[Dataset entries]

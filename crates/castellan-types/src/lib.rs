//! # castellan-types: Core types for `Castellan`
//!
//! This crate contains shared types used across the `Castellan` authorization core:
//! - Entity IDs ([`SubjectId`], [`RoleId`], [`ServiceName`])
//! - Typed attribute values ([`AttributeType`], [`AttributeValue`])
//! - Resolved per-service bundles ([`AttributeSet`], [`AttributeSetWire`])
//! - Protectable resources ([`Resource`], [`ResourceAttributes`])

use std::fmt::{Debug, Display};

use serde::{Deserialize, Serialize};
use thiserror::Error;

mod attributes;
mod resource;

pub use attributes::{AttributeSet, AttributeSetWire, AttributeType, AttributeValue};
pub use resource::{Resource, ResourceAttributes};

// ============================================================================
// Errors
// ============================================================================

/// Errors raised when constructing or converting core types.
#[derive(Debug, Clone, PartialEq, Eq, Error)]
pub enum TypeError {
    /// A service name does not match the restricted identifier pattern.
    #[error("invalid service name {name:?}: {reason}")]
    InvalidServiceName { name: String, reason: &'static str },

    /// An attribute type tag is not one of the supported tags.
    #[error("unsupported attribute type {0:?}")]
    UnsupportedType(String),

    /// A raw value does not match its declared type tag.
    #[error("value does not match declared type {expected}")]
    TypeMismatch { expected: AttributeType },
}

// ============================================================================
// Entity IDs - All Copy (cheap 8-byte values)
// ============================================================================

/// Verified identifier of the subject (user or service account) making a request.
///
/// Only ever produced from a verified token or an administrative call; the
/// authorization core never authenticates on its own.
#[derive(Debug, Clone, Copy, PartialEq, Eq, PartialOrd, Ord, Hash, Serialize, Deserialize)]
#[serde(transparent)]
pub struct SubjectId(u64);

impl SubjectId {
    pub const fn new(id: u64) -> Self {
        Self(id)
    }
}

impl Display for SubjectId {
    fn fmt(&self, f: &mut std::fmt::Formatter<'_>) -> std::fmt::Result {
        write!(f, "{}", self.0)
    }
}

impl From<u64> for SubjectId {
    fn from(value: u64) -> Self {
        Self(value)
    }
}

impl From<SubjectId> for u64 {
    fn from(id: SubjectId) -> Self {
        id.0
    }
}

/// Identifier of a role row in the source of record.
#[derive(Debug, Clone, Copy, PartialEq, Eq, PartialOrd, Ord, Hash, Serialize, Deserialize)]
#[serde(transparent)]
pub struct RoleId(u64);

impl RoleId {
    pub const fn new(id: u64) -> Self {
        Self(id)
    }
}

impl Display for RoleId {
    fn fmt(&self, f: &mut std::fmt::Formatter<'_>) -> std::fmt::Result {
        write!(f, "{}", self.0)
    }
}

impl From<u64> for RoleId {
    fn from(value: u64) -> Self {
        Self(value)
    }
}

impl From<RoleId> for u64 {
    fn from(id: RoleId) -> Self {
        id.0
    }
}

// ============================================================================
// Service Name
// ============================================================================

/// Maximum length of a service name.
pub const SERVICE_NAME_MAX_LEN: usize = 64;

/// Unique, validated name of a service that registers a manifest.
///
/// Service names are restricted identifiers: a lowercase ASCII letter followed
/// by lowercase letters, digits, `_` or `-`, at most [`SERVICE_NAME_MAX_LEN`]
/// characters. They are embedded in cache keys, so the restriction keeps keys
/// unambiguous.
#[derive(Debug, Clone, PartialEq, Eq, PartialOrd, Ord, Hash, Serialize, Deserialize)]
#[serde(try_from = "String", into = "String")]
pub struct ServiceName(String);

impl ServiceName {
    /// Validates and wraps a service name.
    pub fn new(name: impl Into<String>) -> Result<Self, TypeError> {
        let name = name.into();
        validate_service_name(&name)?;
        Ok(Self(name))
    }

    pub fn as_str(&self) -> &str {
        &self.0
    }
}

fn validate_service_name(name: &str) -> Result<(), TypeError> {
    let invalid = |reason| TypeError::InvalidServiceName {
        name: name.to_string(),
        reason,
    };

    let mut chars = name.chars();
    let Some(first) = chars.next() else {
        return Err(invalid("must not be empty"));
    };
    if name.len() > SERVICE_NAME_MAX_LEN {
        return Err(invalid("must be at most 64 characters"));
    }
    if !first.is_ascii_lowercase() {
        return Err(invalid("must start with a lowercase letter"));
    }
    if !chars.all(|c| c.is_ascii_lowercase() || c.is_ascii_digit() || c == '_' || c == '-') {
        return Err(invalid(
            "may only contain lowercase letters, digits, '_' and '-'",
        ));
    }
    Ok(())
}

impl Display for ServiceName {
    fn fmt(&self, f: &mut std::fmt::Formatter<'_>) -> std::fmt::Result {
        f.write_str(&self.0)
    }
}

impl TryFrom<String> for ServiceName {
    type Error = TypeError;

    fn try_from(value: String) -> Result<Self, Self::Error> {
        Self::new(value)
    }
}

impl TryFrom<&str> for ServiceName {
    type Error = TypeError;

    fn try_from(value: &str) -> Result<Self, Self::Error> {
        Self::new(value)
    }
}

impl From<ServiceName> for String {
    fn from(name: ServiceName) -> Self {
        name.0
    }
}

impl AsRef<str> for ServiceName {
    fn as_ref(&self) -> &str {
        &self.0
    }
}

#[cfg(test)]
mod tests {
    use super::*;
    use proptest::prelude::*;
    use test_case::test_case;

    #[test_case("billing_api" ; "snake case")]
    #[test_case("crm-web" ; "kebab case")]
    #[test_case("a" ; "single letter")]
    #[test_case("svc2" ; "trailing digit")]
    fn test_service_name_accepts(name: &str) {
        assert_eq!(ServiceName::new(name).unwrap().as_str(), name);
    }

    #[test_case("" ; "empty")]
    #[test_case("Billing" ; "uppercase")]
    #[test_case("2fa" ; "leading digit")]
    #[test_case("billing api" ; "whitespace")]
    #[test_case("billing:api" ; "key separator")]
    fn test_service_name_rejects(name: &str) {
        assert!(matches!(
            ServiceName::new(name),
            Err(TypeError::InvalidServiceName { .. })
        ));
    }

    #[test]
    fn test_service_name_too_long() {
        let name = "a".repeat(SERVICE_NAME_MAX_LEN + 1);
        assert!(ServiceName::new(name).is_err());
        assert!(ServiceName::new("a".repeat(SERVICE_NAME_MAX_LEN)).is_ok());
    }

    #[test]
    fn test_service_name_serde_validates() {
        let ok: ServiceName = serde_json::from_str("\"billing_api\"").unwrap();
        assert_eq!(ok.as_str(), "billing_api");

        let bad = serde_json::from_str::<ServiceName>("\"Not Valid\"");
        assert!(bad.is_err());
    }

    #[test]
    fn test_subject_id_is_transparent() {
        let id = SubjectId::new(42);
        assert_eq!(serde_json::to_string(&id).unwrap(), "42");
        assert_eq!(u64::from(id), 42);
        assert_eq!(id.to_string(), "42");
    }

    proptest! {
        #[test]
        fn prop_service_name_never_contains_separator(name in "\\PC{0,80}") {
            if let Ok(service) = ServiceName::new(name) {
                prop_assert!(!service.as_str().contains(':'));
                prop_assert!(service.as_str().len() <= SERVICE_NAME_MAX_LEN);
            }
        }
    }
}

## Exercise details
Write all of the records out exactly, including every line.

## Expected answer
filename crates/castellan-types/src/lib.rs
//! # castellan-types: Core types for `Castellan`
//!
//! This crate contains shared types used across the `Castellan` authorization core:
//! - Entity IDs ([`SubjectId`], [`RoleId`], [`ServiceName`])
//! - Typed attribute values ([`AttributeType`], [`AttributeValue`])
//! - Resolved per-service bundles ([`AttributeSet`], [`AttributeSetWire`])
//! - Protectable resources ([`Resource`], [`ResourceAttributes`])

use std::fmt::{Debug, Display};

use serde::{Deserialize, Serialize};
use thiserror::Error;

mod attributes;
mod resource;

pub use attributes::{AttributeSet, AttributeSetWire, AttributeType, AttributeValue};
pub use resource::{Resource, ResourceAttributes};

// ============================================================================
// Errors
// ============================================================================

/// Errors raised when constructing or converting core types.
#[derive(Debug, Clone, PartialEq, Eq, Error)]
pub enum TypeError {
    /// A service name does not match the restricted identifier pattern.
    #[error("invalid service name {name:?}: {reason}")]
    InvalidServiceName { name: String, reason: &'static str },

    /// An attribute type tag is not one of the supported tags.
    #[error("unsupported attribute type {0:?}")]
    UnsupportedType(String),

    /// A raw value does not match its declared type tag.
    #[error("value does not match declared type {expected}")]
    TypeMismatch { expected: AttributeType },
}

// ============================================================================
// Entity IDs - All Copy (cheap 8-byte values)
// ============================================================================

/// Verified identifier of the subject (user or service account) making a request.
///
/// Only ever produced from a verified token or an administrative call; the
/// authorization core never authenticates on its own.
#[derive(Debug, Clone, Copy, PartialEq, Eq, PartialOrd, Ord, Hash, Serialize, Deserialize)]
#[serde(transparent)]
pub struct SubjectId(u64);

impl SubjectId {
    pub const fn new(id: u64) -> Self {
        Self(id)
    }
}

impl Display for SubjectId {
    fn fmt(&self, f: &mut std::fmt::Formatter<'_>) -> std::fmt::Result {
        write!(f, "{}", self.0)
    }
}

impl From<u64> for SubjectId {
    fn from(value: u64) -> Self {
        Self(value)
    }
}

impl From<SubjectId> for u64 {
    fn from(id: SubjectId) -> Self {
        id.0
    }
}

/// Identifier of a role row in the source of record.
#[derive(Debug, Clone, Copy, PartialEq, Eq, PartialOrd, Ord, Hash, Serialize, Deserialize)]
#[serde(transparent)]
pub struct RoleId(u64);

impl RoleId {
    pub const fn new(id: u64) -> Self {
        Self(id)
    }
}

impl Display for RoleId {
    fn fmt(&self, f: &mut std::fmt::Formatter<'_>) -> std::fmt::Result {
        write!(f, "{}", self.0)
    }
}

impl From<u64> for RoleId {
    fn from(value: u64) -> Self {
        Self(value)
    }
}

impl From<RoleId> for u64 {
    fn from(id: RoleId) -> Self {
        id.0
    }
}

// ============================================================================
// Service Name
// ============================================================================

/// Maximum length of a service name.
pub const SERVICE_NAME_MAX_LEN: usize = 64;

/// Unique, validated name of a service that registers a manifest.
///
/// Service names are restricted identifiers: a lowercase ASCII letter followed
/// by lowercase letters, digits, `_` or `-`, at most [`SERVICE_NAME_MAX_LEN`]
/// characters. They are embedded in cache keys, so the restriction keeps keys
/// unambiguous.
#[derive(Debug, Clone, PartialEq, Eq, PartialOrd, Ord, Hash, Serialize, Deserialize)]
#[serde(try_from = "String", into = "String")]
pub struct ServiceName(String);

impl ServiceName {
    /// Validates and wraps a service name.
    pub fn new(name: impl Into<String>) -> Result<Self, TypeError> {
        let name = name.into();
        validate_service_name(&name)?;
        Ok(Self(name))
    }

    pub fn as_str(&self) -> &str {
        &self.0
    }
}

fn validate_service_name(name: &str) -> Result<(), TypeError> {
    let invalid = |reason| TypeError::InvalidServiceName {
        name: name.to_string(),
        reason,
    };

    let mut chars = name.chars();
    let Some(first) = chars.next() else {
        return Err(invalid("must not be empty"));
    };
    if name.len() > SERVICE_NAME_MAX_LEN {
        return Err(invalid("must be at most 64 characters"));
    }
    if !first.is_ascii_lowercase() {
        return Err(invalid("must start with a lowercase letter"));
    }
    if !chars.all(|c| c.is_ascii_lowercase() || c.is_ascii_digit() || c == '_' || c == '-') {
        return Err(invalid(
            "may only contain lowercase letters, digits, '_' and '-'",
        ));
    }
    Ok(())
}

impl Display for ServiceName {
    fn fmt(&self, f: &mut std::fmt::Formatter<'_>) -> std::fmt::Result {
        f.write_str(&self.0)
    }
}

impl TryFrom<String> for ServiceName {
    type Error = TypeError;

    fn try_from(value: String) -> Result<Self, Self::Error> {
        Self::new(value)
    }
}

impl TryFrom<&str> for ServiceName {
    type Error = TypeError;

    fn try_from(value: &str) -> Result<Self, Self::Error> {
        Self::new(value)
    }
}

impl From<ServiceName> for String {
    fn from(name: ServiceName) -> Self {
        name.0
    }
}

impl AsRef<str> for ServiceName {
    fn as_ref(&self) -> &str {
        &self.0
    }
}

#[cfg(test)]
mod tests {
    use super::*;
    use proptest::prelude::*;
    use test_case::test_case;

    #[test_case("billing_api" ; "snake case")]
    #[test_case("crm-web" ; "kebab case")]
    #[test_case("a" ; "single letter")]
    #[test_case("svc2" ; "trailing digit")]
    fn test_service_name_accepts(name: &str) {
        assert_eq!(ServiceName::new(name).unwrap().as_str(), name);
    }

    #[test_case("" ; "empty")]
    #[test_case("Billing" ; "uppercase")]
    #[test_case("2fa" ; "leading digit")]
    #[test_case("billing api" ; "whitespace")]
    #[test_case("billing:api" ; "key separator")]
    fn test_service_name_rejects(name: &str) {
        assert!(matches!(
            ServiceName::new(name),
            Err(TypeError::InvalidServiceName { .. })
        ));
    }

    #[test]
    fn test_service_name_too_long() {
        let name = "a".repeat(SERVICE_NAME_MAX_LEN + 1);
        assert!(ServiceName::new(name).is_err());
        assert!(ServiceName::new("a".repeat(SERVICE_NAME_MAX_LEN)).is_ok());
    }

    #[test]
    fn test_service_name_serde_validates() {
        let ok: ServiceName = serde_json::from_str("\"billing_api\"").unwrap();
        assert_eq!(ok.as_str(), "billing_api");

        let bad = serde_json::from_str::<ServiceName>("\"Not Valid\"");
        assert!(bad.is_err());
    }

    #[test]
    fn test_subject_id_is_transparent() {
        let id = SubjectId::new(42);
        assert_eq!(serde_json::to_string(&id).unwrap(), "42");
        assert_eq!(u64::from(id), 42);
        assert_eq!(id.to_string(), "42");
    }

    proptest! {
        #[test]
        fn prop_service_name_never_contains_separator(name in "\\PC{0,80}") {
            if let Ok(service) = ServiceName::new(name) {
                prop_assert!(!service.as_str().contains(':'));
                prop_assert!(service.as_str().len() <= SERVICE_NAME_MAX_LEN);
            }
        }
    }
}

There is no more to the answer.